The BIG WAVE PROJECT has been in the making for five years

Creator Tim Bonython: Decades Chasing Giants

Front image: Danny Griffith at Shipsterns Bluff © The Big Wave Project
Film includes some of the world’s most memorable big wave sessions

Surf News Network, 20 February, 2017 – Tim Bonython is an Australian filmmaker who has earned quite the reputation for placing himself in harm’s way to get the shot. His job is to follow the earth’s biggest swells to the world’s most dangerous breaks.

All that time weaving and bobbing on a boat, dodging sets that swing wide and generaly just being gnarly, have reaped rewards in the form of terabytes and terabytes of jaw-dropping footage.

But along the way Bonython discovered that the men and women who chase these massive swells have formed a unique bond not found in many other surfing circles. Sure, a lot of CT surfers are friends, but seldom has their friendship stemmed from saving one another’s life like it does for the big wave brotherhood.

Most recently Bonython has departed from the solely spills’n’chills script of film making to get at something deeper. Through interviews and rare footage Bonython explores the rich bond these surfers share with one another. The film, “The Big Wave Project, A Band of Brothers,” launches globally in the near future.

The Right @ Tim Bonython

Tell us why you chose “The Big Wave Project, A Band of Brothers” for the title of this film.
The fact is, this is a film I had to make. For over 40 years I have been chasing swells. From my first trip to Hawaii in 1978, and even more so now during the last 20 years. My niche has been showing films on the big screen, simply by selling tickets. This is what keeps us ahead as a business. So if you asked me what the audience would prefer, that’s a simple answer. BIG WAVES & wipeouts!

The BIG WAVE PROJECT has been in the making for five years. The interviews started with the idea of how the genre of big wave surfing has evolved. Over the past 10 years the sport has been moving so fast, so much has changed.

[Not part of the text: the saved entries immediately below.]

//! Edit-request workflow for approved entries.
//!
//! Approved entries are never edited in place. A requester proposes a
//! sparse change-set; an approver applies or rejects it. Applying a
//! change-set that moves money reverses the old balance effect and
//! applies the new one in the same transaction, so payment mode
//! balances stay consistent with the entry at every commit point.
//!
//! Each application bumps `edit_count`; an entry stops accepting new
//! requests once it reaches [`MAX_EDIT_COUNT`](super::MAX_EDIT_COUNT).
//! The last decision stays visible on the entry (`edit_request_status`
//! keeps its approved/rejected value) until a new request replaces it.

use anyhow::Context;
use jiff_sqlx::ToSqlx;
use rust_decimal::Decimal;
use sqlx::types::Json;
use sqlx::{PgPool, Postgres, Transaction};

use payloads::{
    AuditAction, EditRequestStatus, EntryChanges, EntryStatus,
    PaymentTypeId, PaymentTypeKind, TransactionType,
    requests::{self, DESCRIPTION_MAX_LEN},
    responses,
};

use super::{
    DbEntry, MAX_EDIT_COUNT, StoreError, ValidatedActor, approval,
    approval::required, audit, get_entry_for_update_tx, ledger,
    require_approver, require_reason,
};
use crate::time::TimeSource;

pub async fn request_edit(
    actor: &ValidatedActor,
    details: &requests::RequestEdit,
    time_source: &TimeSource,
    pool: &PgPool,
) -> Result<responses::Entry, StoreError> {
    let reason = require_reason(&details.reason)?;
    let changes = &details.changes;
    if changes.is_empty() {
        return Err(StoreError::EmptyChanges);
    }
    validate_proposed_values(changes, pool).await?;
    let actor_id = actor.id();

    let mut tx = pool.begin().await?;
    let entry = get_entry_for_update_tx(&details.entry_id, &mut tx).await?;
    if entry.is_deleted {
        return Err(StoreError::EntryDeleted);
    }
    if entry.status != EntryStatus::Approved {
        return Err(StoreError::EntryNotApproved);
    }
    if entry.edit_request_status == Some(EditRequestStatus::Pending) {
        return Err(StoreError::EditRequestAlreadyPending);
    }
    if entry.edit_count >= MAX_EDIT_COUNT {
        return Err(StoreError::EditLimitReached);
    }
    if changes.transaction_type() != entry.transaction_type {
        return Err(StoreError::ChangesTypeMismatch);
    }
    // Non-approvers may only touch their own entries.
    if !actor.0.role.is_approver() && entry.created_by != actor_id {
        return Err(StoreError::RequiresApproverPermissions);
    }

    let previous = entry.snapshot()?;
    let changes_json = serde_json::to_value(changes)
        .context("Failed to serialize proposed changes")?;

    sqlx::query(
        "UPDATE ledger_entries
            SET edit_request_status = 'pending',
                edit_request_reason = $1,
                edit_request_data = $2,
                edit_requested_at = $3,
                edit_requested_by = $4,
                edit_approval_reason = NULL,
                edit_approved_at = NULL,
                edit_approved_by = NULL
            WHERE id = $5;",
    )
    .bind(reason)
    .bind(&changes_json)
    .bind(time_source.now().to_sqlx())
    .bind(actor_id)
    .bind(entry.id)
    .execute(&mut *tx)
    .await?;

    audit::record_tx(
        audit::AuditRecord {
            entry_id: &entry.id,
            action: AuditAction::EditRequested,
            previous_data: Some(previous),
            new_data: Some(changes_json),
            reason: Some(reason),
            performed_by: &actor_id,
        },
        time_source,
        &mut tx,
    )
    .await?;

    tx.commit().await?;

    ledger::get_entry_response(&details.entry_id, pool).await
}

/// Apply a pending change-set. Content fields are merged over the
/// entry; when the merge moves money, the old balance effect is
/// reversed and the new one applied, and the entry's balance snapshot
/// is refreshed from the new application.
pub async fn approve_edit(
    actor: &ValidatedActor,
    details: &requests::ApproveEdit,
    time_source: &TimeSource,
    pool: &PgPool,
) -> Result<responses::Entry, StoreError> {
    require_approver(actor)?;
    let reason = require_reason(&details.reason)?;
    let actor_id = actor.id();

    let mut tx = pool.begin().await?;
    let entry = get_entry_for_update_tx(&details.entry_id, &mut tx).await?;
    if entry.is_deleted {
        return Err(StoreError::EntryDeleted);
    }
    // The balance reversal below assumes the stored deltas were
    // applied, which is only true for approved entries.
    if entry.status != EntryStatus::Approved {
        return Err(StoreError::EntryNotApproved);
    }
    if entry.edit_request_status != Some(EditRequestStatus::Pending) {
        return Err(StoreError::NoPendingEditRequest);
    }

    let Json(changes) = entry
        .edit_request_data
        .clone()
        .context("Pending edit request carries no change data")?;

    let previous = entry.snapshot()?;
    let mut merged = merge_changes(&entry, &changes)?;
    validate_merged(&mut merged, &mut tx).await?;

    if changes.affects_balance() {
        approval::reverse_entry_balance_tx(&entry, &mut tx).await?;
        let snapshot =
            approval::apply_entry_balance_tx(&merged, &mut tx).await?;
        merged.opening_balance = Some(snapshot.opening);
        merged.current_balance = Some(snapshot.current);
    }

    let updated = sqlx::query_as::<_, DbEntry>(
        "UPDATE ledger_entries
            SET transaction_date = $1,
                description = $2,
                received_amount = $3,
                expense_amount = $4,
                claimable_amount = $5,
                payment_amount = $6,
                transfer_amount = $7,
                party_id = $8,
                head_id = $9,
                payment_type_id = $10,
                payment_mode_id = $11,
                from_payment_mode_id = $12,
                to_payment_mode_id = $13,
                opening_balance = $14,
                current_balance = $15,
                edit_request_status = 'approved',
                edit_approval_reason = $16,
                edit_approved_at = $17,
                edit_approved_by = $18,
                edit_count = edit_count + 1
            WHERE id = $19
            RETURNING *;",
    )
    .bind(merged.transaction_date.to_sqlx())
    .bind(&merged.description)
    .bind(merged.received_amount)
    .bind(merged.expense_amount)
    .bind(merged.claimable_amount)
    .bind(merged.payment_amount)
    .bind(merged.transfer_amount)
    .bind(merged.party_id)
    .bind(merged.head_id)
    .bind(merged.payment_type_id)
    .bind(merged.payment_mode_id)
    .bind(merged.from_payment_mode_id)
    .bind(merged.to_payment_mode_id)
    .bind(merged.opening_balance)
    .bind(merged.current_balance)
    .bind(reason)
    .bind(time_source.now().to_sqlx())
    .bind(actor_id)
    .bind(entry.id)
    .fetch_one(&mut *tx)
    .await?;

    audit::record_tx(
        audit::AuditRecord {
            entry_id: &entry.id,
            action: AuditAction::EditApproved,
            previous_data: Some(previous),
            new_data: Some(updated.snapshot()?),
            reason: Some(reason),
            performed_by: &actor_id,
        },
        time_source,
        &mut tx,
    )
    .await?;

    tx.commit().await?;

    ledger::get_entry_response(&details.entry_id, pool).await
}

pub async fn reject_edit(
    actor: &ValidatedActor,
    details: &requests::RejectEdit,
    time_source: &TimeSource,
    pool: &PgPool,
) -> Result<responses::Entry, StoreError> {
    require_approver(actor)?;
    let reason = require_reason(&details.reason)?;
    let actor_id = actor.id();

    let mut tx = pool.begin().await?;
    let entry = get_entry_for_update_tx(&details.entry_id, &mut tx).await?;
    if entry.is_deleted {
        return Err(StoreError::EntryDeleted);
    }
    if entry.edit_request_status != Some(EditRequestStatus::Pending) {
        return Err(StoreError::NoPendingEditRequest);
    }

    let previous = entry.snapshot()?;
    let rejected = sqlx::query_as::<_, DbEntry>(
        "UPDATE ledger_entries
            SET edit_request_status = 'rejected',
                edit_approval_reason = $1,
                edit_approved_at = $2,
                edit_approved_by = $3
            WHERE id = $4
            RETURNING *;",
    )
    .bind(reason)
    .bind(time_source.now().to_sqlx())
    .bind(actor_id)
    .bind(entry.id)
    .fetch_one(&mut *tx)
    .await?;

    audit::record_tx(
        audit::AuditRecord {
            entry_id: &entry.id,
            action: AuditAction::EditRejected,
            previous_data: Some(previous),
            new_data: Some(rejected.snapshot()?),
            reason: Some(reason),
            performed_by: &actor_id,
        },
        time_source,
        &mut tx,
    )
    .await?;

    tx.commit().await?;

    ledger::get_entry_response(&details.entry_id, pool).await
}

/// Check the individually proposed values before a request is parked
/// on the entry, so obviously bad change-sets fail fast. Cross-field
/// rules are re-checked against the merged entry at approval time.
async fn validate_proposed_values(
    changes: &EntryChanges,
    pool: &PgPool,
) -> Result<(), StoreError> {
    match changes {
        EntryChanges::Credit(c) => {
            if let Some(description) = &c.description {
                require_description(description)?;
            }
            if let Some(amount) = c.received_amount
                && amount <= Decimal::ZERO
            {
                return Err(StoreError::AmountMustBePositive);
            }
            if let Some(id) = &c.party_id {
                ledger::ensure_party_exists(id, pool).await?;
            }
            if let Some(id) = &c.head_id {
                ledger::ensure_head_exists(id, pool).await?;
            }
            if let Some(id) = &c.payment_type_id {
                super::get_payment_type(id, pool).await?;
            }
            if let Some(id) = &c.payment_mode_id {
                ledger::ensure_payment_mode_exists(id, pool).await?;
            }
        }
        EntryChanges::Debit(c) => {
            if let Some(description) = &c.description {
                require_description(description)?;
            }
            if let Some(amount) = c.expense_amount
                && amount < Decimal::ZERO
            {
                return Err(StoreError::AmountMustBeNonNegative);
            }
            if let Some(amount) = c.claimable_amount
                && amount < Decimal::ZERO
            {
                return Err(StoreError::AmountMustBeNonNegative);
            }
            if let Some(id) = &c.party_id {
                ledger::ensure_party_exists(id, pool).await?;
            }
            if let Some(id) = &c.head_id {
                ledger::ensure_head_exists(id, pool).await?;
            }
            if let Some(id) = &c.payment_type_id {
                super::get_payment_type(id, pool).await?;
            }
            if let Some(id) = &c.payment_mode_id {
                ledger::ensure_payment_mode_exists(id, pool).await?;
            }
        }
        EntryChanges::SelfTransfer(c) => {
            if let Some(description) = &c.description {
                require_description(description)?;
            }
            if let Some(amount) = c.transfer_amount
                && amount <= Decimal::ZERO
            {
                return Err(StoreError::AmountMustBePositive);
            }
            if let Some(id) = &c.from_payment_mode_id {
                ledger::ensure_payment_mode_exists(id, pool).await?;
            }
            if let Some(id) = &c.to_payment_mode_id {
                ledger::ensure_payment_mode_exists(id, pool).await?;
            }
        }
    }
    Ok(())
}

10 years ago tow surfing was cool now its frowned upon. (except if your riding 100 foot waves at Nazare) As I built up the interviews and documented great swell events the ideas for a story line started to appear more clearly. This sport is so reliant on friends/brothers that when they surf monsters they watch over each other. This sport doesn’t come with referees. You can’t tap out. It’s about catching the biggest wave and been ready for the worst-case scenario. So this is when the band of brothers situation becomes so clear. They all watch over each other.

Maya Gabeira @ Tim Bonython

You’ve done other big-wave projects like “Immersion”, why film big wave surfing as opposed to planting yourself on the beach at Snapper and recording the latest small-wave performance surfing?
Dead set, filming normal surfing is so boring compared watching/documenting nature unloading with a big wave athlete enhancing that moment. There’s nothing more exciting.

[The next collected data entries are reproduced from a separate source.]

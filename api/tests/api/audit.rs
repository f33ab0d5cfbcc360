use payloads::{
    AuditAction, DebitChanges, EntryChanges, requests,
    requests::DecisionAction,
};
use rust_decimal::dec;

use test_helpers::{debit_details, spawn_app};

#[tokio::test]
async fn auto_approved_credit_records_creation_and_approval()
-> anyhow::Result<()> {
    let app = spawn_app().await;
    app.create_alice_admin().await?;
    let master = app.setup_master_data().await?;

    let entry = app.fund_mode(&master, master.cash.id, dec!(1000)).await?;
    let fetched = app.client.get_entry(&entry.entry_id).await?;

    let actions: Vec<AuditAction> =
        fetched.audit_log.iter().map(|l| l.action).collect();
    assert_eq!(actions, vec![AuditAction::Created, AuditAction::Approved]);
    for log in &fetched.audit_log {
        assert_eq!(log.performed_by.username, "alice");
        assert_eq!(log.entry_id, entry.entry_id);
    }

    Ok(())
}

#[tokio::test]
async fn debit_lifecycle_is_fully_recorded() -> anyhow::Result<()> {
    let app = spawn_app().await;
    app.create_alice_admin().await?;
    let master = app.setup_master_data().await?;
    app.fund_mode(&master, master.cash.id, dec!(1000)).await?;
    let entry = app
        .client
        .create_entry(&debit_details(&master, dec!(200), dec!(0)))
        .await?;

    app.time_source.advance(jiff::Span::new().hours(1));
    app.client
        .decide_entry(&requests::DecideEntry {
            entry_id: entry.entry_id,
            action: DecisionAction::Approve,
            rejection_reason: None,
        })
        .await?;
    app.time_source.advance(jiff::Span::new().hours(1));
    app.client
        .undo_decision(&requests::UndoDecision {
            entry_id: entry.entry_id,
        })
        .await?;
    app.time_source.advance(jiff::Span::new().hours(1));
    app.client
        .decide_entry(&requests::DecideEntry {
            entry_id: entry.entry_id,
            action: DecisionAction::Reject,
            rejection_reason: Some("no supporting document".into()),
        })
        .await?;

    let fetched = app.client.get_entry(&entry.entry_id).await?;
    let actions: Vec<AuditAction> =
        fetched.audit_log.iter().map(|l| l.action).collect();
    assert_eq!(
        actions,
        vec![
            AuditAction::Created,
            AuditAction::Approved,
            AuditAction::Updated,
            AuditAction::Rejected,
        ]
    );
    let times: Vec<_> =
        fetched.audit_log.iter().map(|l| l.performed_at).collect();
    assert!(times.windows(2).all(|w| w[0] < w[1]));

    let rejection = fetched.audit_log.last().unwrap();
    assert_eq!(
        rejection.reason.as_deref(),
        Some("no supporting document")
    );

    Ok(())
}

#[tokio::test]
async fn edit_request_log_carries_the_proposed_changes()
-> anyhow::Result<()> {
    let app = spawn_app().await;
    app.create_alice_admin().await?;
    let master = app.setup_master_data().await?;
    app.fund_mode(&master, master.cash.id, dec!(1000)).await?;
    let entry = app
        .client
        .create_entry(&debit_details(&master, dec!(200), dec!(0)))
        .await?;
    app.client
        .decide_entry(&requests::DecideEntry {
            entry_id: entry.entry_id,
            action: DecisionAction::Approve,
            rejection_reason: None,
        })
        .await?;

    let changes = EntryChanges::Debit(DebitChanges {
        expense_amount: Some(dec!(120)),
        ..Default::default()
    });
    app.client
        .request_edit(&requests::RequestEdit {
            entry_id: entry.entry_id,
            reason: "overcharged".into(),
            changes: changes.clone(),
        })
        .await?;

    let fetched = app.client.get_entry(&entry.entry_id).await?;
    let requested = fetched
        .audit_log
        .iter()
        .find(|l| l.action == AuditAction::EditRequested)
        .unwrap();
    assert_eq!(
        requested.new_data,
        Some(serde_json::to_value(&changes)?)
    );
    assert_eq!(requested.reason.as_deref(), Some("overcharged"));
    // the pre-request entry state rides along for comparison
    assert!(requested.previous_data.is_some());

    Ok(())
}

#[tokio::test]
async fn deletion_log_carries_the_reason() -> anyhow::Result<()> {
    let app = spawn_app().await;
    app.create_alice_admin().await?;
    let master = app.setup_master_data().await?;
    let entry = app
        .client
        .create_entry(&debit_details(&master, dec!(200), dec!(0)))
        .await?;

    app.client
        .delete_entry(&requests::DeleteEntry {
            entry_id: entry.entry_id,
            reason: "entered in the wrong ledger".into(),
        })
        .await?;

    let fetched = app.client.get_entry(&entry.entry_id).await?;
    let deleted = fetched.audit_log.last().unwrap();
    assert_eq!(deleted.action, AuditAction::Deleted);
    assert_eq!(
        deleted.reason.as_deref(),
        Some("entered in the wrong ledger")
    );

    Ok(())
}

#[tokio::test]
async fn trail_identifies_each_actor() -> anyhow::Result<()> {
    let app = spawn_app().await;
    app.create_alice_admin().await?;
    app.create_bob_employee().await?;
    let master = app.setup_master_data().await?;
    app.fund_mode(&master, master.cash.id, dec!(1000)).await?;

    app.login_bob().await?;
    let entry = app
        .client
        .create_entry(&debit_details(&master, dec!(200), dec!(0)))
        .await?;
    app.login_alice().await?;
    app.client
        .decide_entry(&requests::DecideEntry {
            entry_id: entry.entry_id,
            action: DecisionAction::Approve,
            rejection_reason: None,
        })
        .await?;

    let fetched = app.client.get_entry(&entry.entry_id).await?;
    assert_eq!(fetched.audit_log[0].performed_by.username, "bob");
    assert_eq!(fetched.audit_log[1].performed_by.username, "alice");
    assert_eq!(fetched.entry.created_by.username, "bob");
    assert_eq!(
        fetched.entry.approved_by.map(|u| u.username),
        Some("alice".to_string())
    );

    Ok(())
}
//! Database store for the ledger engine.
//!
//! ## Design decisions
//!
//! ### Balance mutation
//! - **Single delta primitive**: `payment_modes.current_balance` is only
//!   ever changed through `approval::apply_delta_tx`, which locks the row
//!   with `SELECT ... FOR UPDATE` before applying a signed delta. Every
//!   approval, undo, edit correction, and deletion reversal goes through
//!   it, so the cached balance always equals the sum of approved,
//!   non-deleted entry deltas.
//!
//! ### Time source dependency
//! - **Mocked time for testing**: Functions that stamp approval, audit,
//!   or deletion times accept a `TimeSource` parameter instead of reading
//!   the clock themselves, so time can be mocked during tests.
//!
//! ### Database triggers
//! - **Auto-updated timestamps**: Triggers maintain `updated_at`, so
//!   application code never sets it.
//!
//! ### Type safety
//! - **Typed ids**: All id newtypes implement `sqlx::Type`, so they bind
//!   directly in queries without accessing the inner UUID value (`.0`).

use anyhow::Context;
use jiff::Timestamp;
use jiff_sqlx::Timestamp as SqlxTs;
use rust_decimal::Decimal;
use serde::Serialize;
use sqlx::types::Json;
use sqlx::{FromRow, PgPool, Postgres, Transaction};

use payloads::{
    EditRequestStatus, EntryChanges, EntryId, EntryStatus, HeadId,
    OptionalTimestamp, PartyId, PaymentModeId, PaymentTypeId,
    PaymentTypeKind, Role, TransactionType, UserId, requests,
    responses::{self, UserIdentity},
};

pub mod approval;
pub mod audit;
pub mod edit_request;
pub mod ledger;

/// Most edits an entry may accumulate over its lifetime.
pub const MAX_EDIT_COUNT: i32 = 5;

Share with us the gnarliest thing you saw during the making of this project. 
Aaron Gold drowning in-front of me. The outcome could of been the absolute worst. But really when you see/document a serious wipeout, and I’ve seen many of them, I am surprised that there are not more deaths. I recon if it was me, I’d die before that moment of impact.

Rudy Schwartz @ Tim Bonython

Tell us about the one time you felt your life was threatened during your career as a big wave film maker.
Last year working on a Jeep commercial down at Jarosite Beach next to Bells Beach in Victoria. The boat I was in got hit by a 10-foot wave, flipped and I was caught underneath it. When I finally came up the boat driver had hit his head on the back of the engine when jumping, blood was all over him & then I proceeded to get three, 10-foot waves on the head. I was that close to drowning. Three days later I was still processing it. Like I’d been in a car accident. The boat driver was 69 years of age, got 45 stitches in his head and got three broken ribs.


Nazare @ Tim Bonython

Anything else you’d like to share with the audience Tim?
I am lucky man as I have the best job on the planet but its not all having fun. I am desperate not to miss a swell event and now living in Sydney, Nazare has thrown a spanner into the works. I missed last week’s swell event there as I am on a schedule to finish the movie plus to travel to Nazare is an expensive exercise plus the worst part is it takes two days to get there. So when you see the images coming out I suffer for days. So my plan is to live there from October till February each year. But when I can do that might not be for another year or two but its definitely on my radar. All I can say is I am in absolute LOVE with that place. The people, the town and that wave, wow, it excites me to just to think about it.